In a span of a year, Jun Sy’s hospitality group made a huge impression and impact on the local dining scene, easily establishing itself as a formidable player in the industry. It launched six brands concentrated mostly in Poblacion, Makati, luring crowds of people back into the quiet neighborhood and bringing it back to its heyday. The PYC Food Corp. wasn’t even supposed to be what it is now, confesses its owner. It really only grew because of his renewed love for cooking.
Due to a crisis back in 2016, Sy’s Tao Corp. was forced to downsize from about 30 operating companies to seven. Along with the massive scale-down came personal problems for the founder.
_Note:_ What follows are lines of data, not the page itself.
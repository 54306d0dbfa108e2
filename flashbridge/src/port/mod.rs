//! Port abstraction over native serial handles.
//!
//! The bootloader reset sequencer and the serial broker never talk to the
//! `serialport` crate directly. They go through two small traits:
//!
//! - [`Port`]: an open handle with control lines and a cloneable reader.
//! - [`PortOpener`]: the factory that turns a [`SerialConfig`] into a `Port`.
//!
//! ```text
//! +-------------------+     +-------------------+
//! |  Reset Sequencer  |     |   Serial Broker   |
//! +---------+---------+     +---------+---------+
//!           |                         |
//!           v                         v
//! +---------+-------------------------+---------+
//! |              PortOpener / Port              |
//! +---------+-------------------------+---------+
//!           |                         |
//!           v                         v
//! +---------+---------+     +---------+---------+
//! | NativePortOpener  |     |  in-memory fakes  |
//! |   (serialport)    |     |     (tests)       |
//! +-------------------+     +-------------------+
//! ```

pub mod native;

use std::io::{Read, Write};
use std::time::Duration;

use crate::error::Result;

/// Serial port configuration.
#[derive(Debug, Clone)]
pub struct SerialConfig {
    /// Port name/path (e.g., "/dev/ttyUSB0", "COM3").
    pub port_name: String,
    /// Baud rate.
    pub baud_rate: u32,
    /// Read timeout. Reader loops wake up at this interval to check for shutdown.
    pub timeout: Duration,
}

impl Default for SerialConfig {
    fn default() -> Self {
        Self {
            port_name: String::new(),
            baud_rate: 115200,
            timeout: Duration::from_millis(50),
        }
    }
}

impl SerialConfig {
    /// Create a new configuration with port name and baud rate.
    pub fn new(port_name: impl Into<String>, baud_rate: u32) -> Self {
        Self {
            port_name: port_name.into(),
            baud_rate,
            ..Default::default()
        }
    }

    /// Set the timeout.
    #[must_use]
    pub fn with_timeout(mut self, timeout: Duration) -> Self {
        self.timeout = timeout;
        self
    }
}

/// An open serial handle.
pub trait Port: Read + Write + Send {
    /// Get the port name/path.
    fn name(&self) -> &str;

    /// Get the current baud rate.
    fn baud_rate(&self) -> u32;

    /// Set DTR (Data Terminal Ready) pin state.
    fn set_dtr(&mut self, level: bool) -> Result<()>;

    /// Set RTS (Request To Send) pin state.
    fn set_rts(&mut self, level: bool) -> Result<()>;

    /// Create an independent reader for a background read loop.
    ///
    /// Reads on the clone must return `ErrorKind::TimedOut` when no data
    /// arrived within the configured timeout.
    fn try_clone_reader(&self) -> Result<Box<dyn Read + Send>>;

    /// Close the port and release resources.
    fn close(&mut self) -> Result<()>;
}

/// Factory for open [`Port`] handles.
///
/// Every call to [`PortOpener::open`] is one native open.
pub trait PortOpener: Send + Sync {
    /// Open the port described by `config`.
    fn open(&self, config: &SerialConfig) -> Result<Box<dyn Port>>;
}

pub use native::{NativePort, NativePortOpener, list_native_ports};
“I went through a clinical depression because I was very much an energy-driven person. And to suddenly having to let go of all these businesses was very painful for me,” he says.
He sought therapy in the form of a Netflix show called “Salt, Fat, Acid, Heat” by James Beard Award-winning author Samin Nosrat.
“It has a very different approach to cooking. It was like a light bulb moment,” Sy said. “Cooking is not as hard as I thought it’d be anymore. I had taken cooking classes in a more traditional way and I found it a little bit too complicated. The show made it simple. I bought the book, read it and really liked it. I tried my hand at cooking and my family raved about my food. It made me feel good.”
He has, since then, accumulated over 300 cookbooks, and chooses recipes he would prepare on weekends. Because of it, he started becoming socially active again. In the process, he realized that most of what makes food palatable is the quality of the produce.
“Even if you just do the simplest thing of putting salt and pepper, if you have the freshest and best ingredients, the food will always be good.”
Hooked on that principle and matched with his entrepreneurial spirit and his restless self, Sy thought of creating a space that does not only have access to a well curated array of food items, but also to experts and equally passionate foodies to exchange conversations with about the produce. That’s exactly how One World Deli on Jupiter Street, Makati came to be.
“The biggest problem I had was sourcing ingredients,” he says. “When I found the recipe I liked, I had to go through three to four different places to to be able to gather all of them. The second problem was consistency in quality and availability of supply. You buy this today, then tomorrow, it’s another thing.”
He gathered and hired a team of food lovers to run the business as well as chefs as consultants. And in December 2021, he launched a deli that carries a lot of local products as well as the best seafood and meats they can get their hands on.
Seeing the talent in his recruits, he then thought of building venues for them to prosper. He walked around Poblacion, a place his children often mentioned in casual discussions, and found it sad that many places were either closed or up for lease. At the same time, he felt that the area held promise and possibilities.
“It reminded me of one of my favorite little places in Barcelona, where I found good retail stores and small restaurants. So I said to myself, ‘What if we create dining experiences here that could elevate and gentrify the area?’”
After crunching numbers, settling negotiations, and working on concepts with his chefs, PYC introduced five brands all within a year—a fine dining spot called One World Kitchen, which opened around the same time as the deli; Café Fleur, an ode to the cuisine of chef Sau del Rosario’s mom, back in January; Sau’s other playground Sawsaw, which champions Filipino food, and French bistro with live entertainment Pardon My French, both of which started operations last May; and the charcuterie hub One World Butchers last July.
Apart from adding to the metro’s list of dining options, all these brought life back to Poblacion, which many people thought had lost its appeal during the pandemic.
Sy says, “We’re just a 10th of the size of what we were before. It’s almost like a start-up journey for us. But the fulfillment, the happiness, just the joy and wanting to come to work every day—it beats the size of what we were doing before, from a financial point of view.”
Thanks to Sy and the PYC Food Corp., the local dining scene got pumped with new and exciting blood all throughout 2022, fast-tracking the industry’s pandemic recovery.